Comprehensive Summary of the Acquisition
Netflix won a bidding war against competitors like Paramount and Comcast to secure the historic acquisition, which is expected to close in the third quarter of 2026, pending regulatory and shareholder approval.

Deal Specifics
 * Total Enterprise Value: Approximately $82.7 billion.
 * Structure: A cash and stock transaction, valued at $27.75 per WBD share, after WBD first spins off its Global Networks division (including CNN and TNT) into a separate publicly traded entity called Discovery Global.

 * Strategic Rationale: The merger is a strategic move for Netflix to eliminate a major streaming competitor (HBO Max) and immediately acquire one of Hollywood's most prestigious studios with decades of premium, globally recognized intellectual property (IP).

New Content Powerhouse
The deal creates an unparalleled content catalog, merging Netflix's own successful titles like Stranger Things and Wednesday with Warner Bros.' iconic franchises and storied libraries. This trove of newly acquired content includes:
 * Film Franchises: Harry Potter, the DC Universe (Superman, Batman, etc.), The Matrix.
 * Television Series: Game of Thrones, The Sopranos, The Big Bang Theory, Friends, and The White Lotus.
 * Classic Films: Timeless titles like Casablanca and Citizen Kane.

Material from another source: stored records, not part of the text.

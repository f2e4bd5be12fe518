//! Naming normalization: camel-to-snake conversion and English inflection.

/// Words that have the same singular and plural form.
const UNCOUNTABLE: &[&str] = &[
    "data",
    "deer",
    "equipment",
    "fish",
    "information",
    "money",
    "news",
    "series",
    "sheep",
    "species",
];

/// Irregular (singular, plural) pairs that no suffix rule covers.
const IRREGULAR: &[(&str, &str)] = &[
    ("child", "children"),
    ("foot", "feet"),
    ("goose", "geese"),
    ("man", "men"),
    ("mouse", "mice"),
    ("ox", "oxen"),
    ("person", "people"),
    ("tooth", "teeth"),
    ("woman", "women"),
];

/// Convert an entity name to lower-case, word-boundary-delimited form.
///
/// Acronym runs stay a single word: `HTTPServer` becomes `http_server`.
pub fn to_snake_case(name: &str) -> String {
    let chars: Vec<char> = name.chars().collect();
    let mut out = String::with_capacity(name.len() + 4);

    for (i, &c) in chars.iter().enumerate() {
        if c.is_uppercase() {
            let after_lower = i > 0 && (chars[i - 1].is_lowercase() || chars[i - 1].is_ascii_digit());
            let before_lower = i > 0
                && chars[i - 1].is_uppercase()
                && chars.get(i + 1).is_some_and(|n| n.is_lowercase());
            if after_lower || before_lower {
                out.push('_');
            }
            out.extend(c.to_lowercase());
        } else {
            out.push(c);
        }
    }

    out
}

/// Pluralize a lower-case word using standard English rules.
pub fn pluralize(word: &str) -> String {
    if word.is_empty() || UNCOUNTABLE.contains(&word) {
        return word.to_string();
    }
    if let Some((_, plural)) = IRREGULAR.iter().find(|(singular, _)| *singular == word) {
        return (*plural).to_string();
    }

    if word.ends_with("ss") {
        return format!("{word}es");
    }
    // Already ends in a plain `s`: assume it is plural.
    if word.ends_with('s') {
        return word.to_string();
    }
    if word.ends_with('x') || word.ends_with('z') || word.ends_with("ch") || word.ends_with("sh") {
        return format!("{word}es");
    }
    if let Some(stem) = word.strip_suffix('y') {
        if !stem.is_empty() && !stem.ends_with(is_vowel) {
            return format!("{stem}ies");
        }
    }

    format!("{word}s")
}

/// Singularize a lower-case word; the inverse of [`pluralize`].
pub fn singularize(word: &str) -> String {
    if UNCOUNTABLE.contains(&word) {
        return word.to_string();
    }
    if let Some((singular, _)) = IRREGULAR.iter().find(|(_, plural)| *plural == word) {
        return (*singular).to_string();
    }

    if let Some(stem) = word.strip_suffix("ies") {
        if !stem.is_empty() {
            return format!("{stem}y");
        }
    }
    if word.ends_with("sses") {
        return word[..word.len() - 2].to_string();
    }
    if ["xes", "zes", "ches", "shes"].iter().any(|s| word.ends_with(s)) {
        return word[..word.len() - 2].to_string();
    }
    // `class`, `status`, `analysis` and friends are already singular.
    if word.ends_with("ss") || word.ends_with("us") || word.ends_with("is") {
        return word.to_string();
    }
    if word.len() > 1 && word.ends_with('s') {
        return word[..word.len() - 1].to_string();
    }

    word.to_string()
}

fn is_vowel(c: char) -> bool {
    matches!(c, 'a' | 'e' | 'i' | 'o' | 'u')
}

Industry & Regulatory Backlash
The announcement was met with immediate and intense backlash from U.S. lawmakers, industry guilds, and Hollywood figures, who fear the creation of a media giant with monopolistic power in the streaming market.

 * Antitrust Concerns: Critics, including politicians like Senator Elizabeth Warren, called the deal an "anti-monopoly nightmare," warning that the combined company would control close to half of the U.S. streaming market. This concentration of power could lead to higher subscription prices, fewer consumer choices, and a reduction in content diversity.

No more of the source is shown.